Kunst und Managementpraxis
 
In den letzten beiden Teilen des Buches geht es dem Autor schließlich darum, das Verhältnis von Kunst und Managementpraxis neu zu formulieren und zwar als eine Kopplung, die sich aufeinander bezieht. Denn gerade in größeren Kultureinrichtungen, so zeigt Geschwill richtig, versuchen die Kulturmanager zwar, die bestmöglichen Rahmenbedingungen für die Künstler zu schaffen. Doch es gibt umgekehrt nur wenig Input an künstlerischen und kreativen Arbeitsweisen ins Management und dies obwohl seit Jahren auch in den Verwaltungs- und Führungsebenen innovatives Denken und neue Ansätze notwendig sind.
 
Das Buch entpuppt sich als Lektüre, die sich eher an klassische Manager denn an Künstler / Kulturmanager richtet, und so überrascht es nicht, dass Geschwill in seiner leicht lesbaren Publikation ausführlich auf die Kultur- und Kreativwirtschaft verweist.
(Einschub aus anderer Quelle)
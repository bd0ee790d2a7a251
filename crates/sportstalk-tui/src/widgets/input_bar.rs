//! Full-width input bar widget.
//!
//! Always visible at the bottom of the screen for text entry.
//! Supports multi-line input with Ctrl+J for newlines.

use ratatui::{
    buffer::Buffer,
    layout::Rect,
    style::Style,
    text::{Line, Span},
    widgets::{Block, Borders, Paragraph, Widget},
};
use sportstalk_engine::INPUT_PLACEHOLDER;

use super::text_input::TextInputState;
use crate::theme::Theme;

/// Most content lines shown before the bar scrolls.
pub const MAX_VISIBLE_LINES: u16 = 5;

/// Full-width input bar for text entry.
pub struct InputBar<'a> {
    input: &'a TextInputState,
    theme: &'a Theme,
}

impl<'a> InputBar<'a> {
    /// Create a new input bar widget.
    pub fn new(input: &'a TextInputState, theme: &'a Theme) -> Self {
        Self { input, theme }
    }

    /// Height including borders for the given input.
    #[allow(clippy::cast_possible_truncation)]
    pub fn height_for(input: &TextInputState) -> u16 {
        let lines = input.content().split('\n').count().max(1) as u16;
        lines.min(MAX_VISIBLE_LINES) + 2
    }

    /// Build Lines for multi-line input display.
    /// Returns the lines to display and which line index contains the cursor.
    fn build_input_lines(&self) -> (Vec<Line<'static>>, usize) {
        let (cursor_line, cursor_col) = self.input.cursor_line_col();
        let text_style = Style::default().fg(self.theme.text);

        let mut lines = Vec::new();
        for (line_idx, line_text) in self.input.content().split('\n').enumerate() {
            let prefix = if line_idx == 0 { "> " } else { "  " };
            let mut spans = vec![Span::styled(prefix, Style::default().fg(self.theme.primary))];

            if line_idx == cursor_line {
                let before: String = line_text.chars().take(cursor_col).collect();
                let after: String = line_text.chars().skip(cursor_col).collect();
                spans.push(Span::styled(before, text_style));
                spans.push(Span::styled("█", text_style));
                spans.push(Span::styled(after, text_style));
            } else {
                spans.push(Span::styled(line_text.to_string(), text_style));
            }
            lines.push(Line::from(spans));
        }

        (lines, cursor_line)
    }
}

#[allow(clippy::cast_possible_truncation)]
impl Widget for InputBar<'_> {
    fn render(self, area: Rect, buf: &mut Buffer) {
        let block = Block::default()
            .borders(Borders::ALL)
            .border_style(Style::default().fg(self.theme.border_focused))
            .style(Style::default().bg(self.theme.surface));

        let inner_height = area.height.saturating_sub(2) as usize;

        let paragraph = if self.input.is_empty() {
            let spans = vec![
                Span::styled("> ", Style::default().fg(self.theme.primary)),
                Span::styled("█", Style::default().fg(self.theme.text)),
                Span::styled(INPUT_PLACEHOLDER, Style::default().fg(self.theme.muted)),
            ];
            Paragraph::new(Line::from(spans)).block(block)
        } else {
            let (lines, cursor_line) = self.build_input_lines();

            // Keep the cursor line visible
            let scroll_offset = if lines.len() <= inner_height {
                0
            } else {
                cursor_line.saturating_sub(inner_height.saturating_sub(1))
            };

            Paragraph::new(lines)
                .block(block)
                .scroll((scroll_offset as u16, 0))
        };

        paragraph.render(area, buf);
    }
}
Dieser oftmals noch immer unterschätzte Wirtschaftsbereich ist in seinem Kern von Kreativen geprägt, die sich und/ oder ihr Unternehmen managen müssen.
 
Doch schaut man in deutsche Kultureinrichtungen, spürt man auch dort nur wenig von jenem innovativen Geist, den die Kreativwirtschaft versprüht. Wenn Geschwill neue Kooperationen fordert, sollte sich deshalb auch die Kultur selbst angesprochen fühlen, um Innovation und Kreativität bei Mitarbeitern und Managern zu fördern. Damit bietet Der Rhythmus der Innovation auch Kulturmanagern interessante Anhaltspunkte, wie und auf welchen Ebenen das spezifische Können der kreativen Klasse genutzt werden kann.
 
Fazit
 
Das Nebeneinander von Managern und Kreativen sollte aufgelöst werden, aber nicht nur die Künstler von den Managern lernen, sondern ebenso andersherum, und diese Perspektive ist bislang oftmals noch ausgespart worden. Darüber hinaus ist Geschwills Buch ein guter Ansatzpunkt, über die genannten Punkte wissenschaftlich intensiver zu forschen eine Lücke, die geschlossen gehört.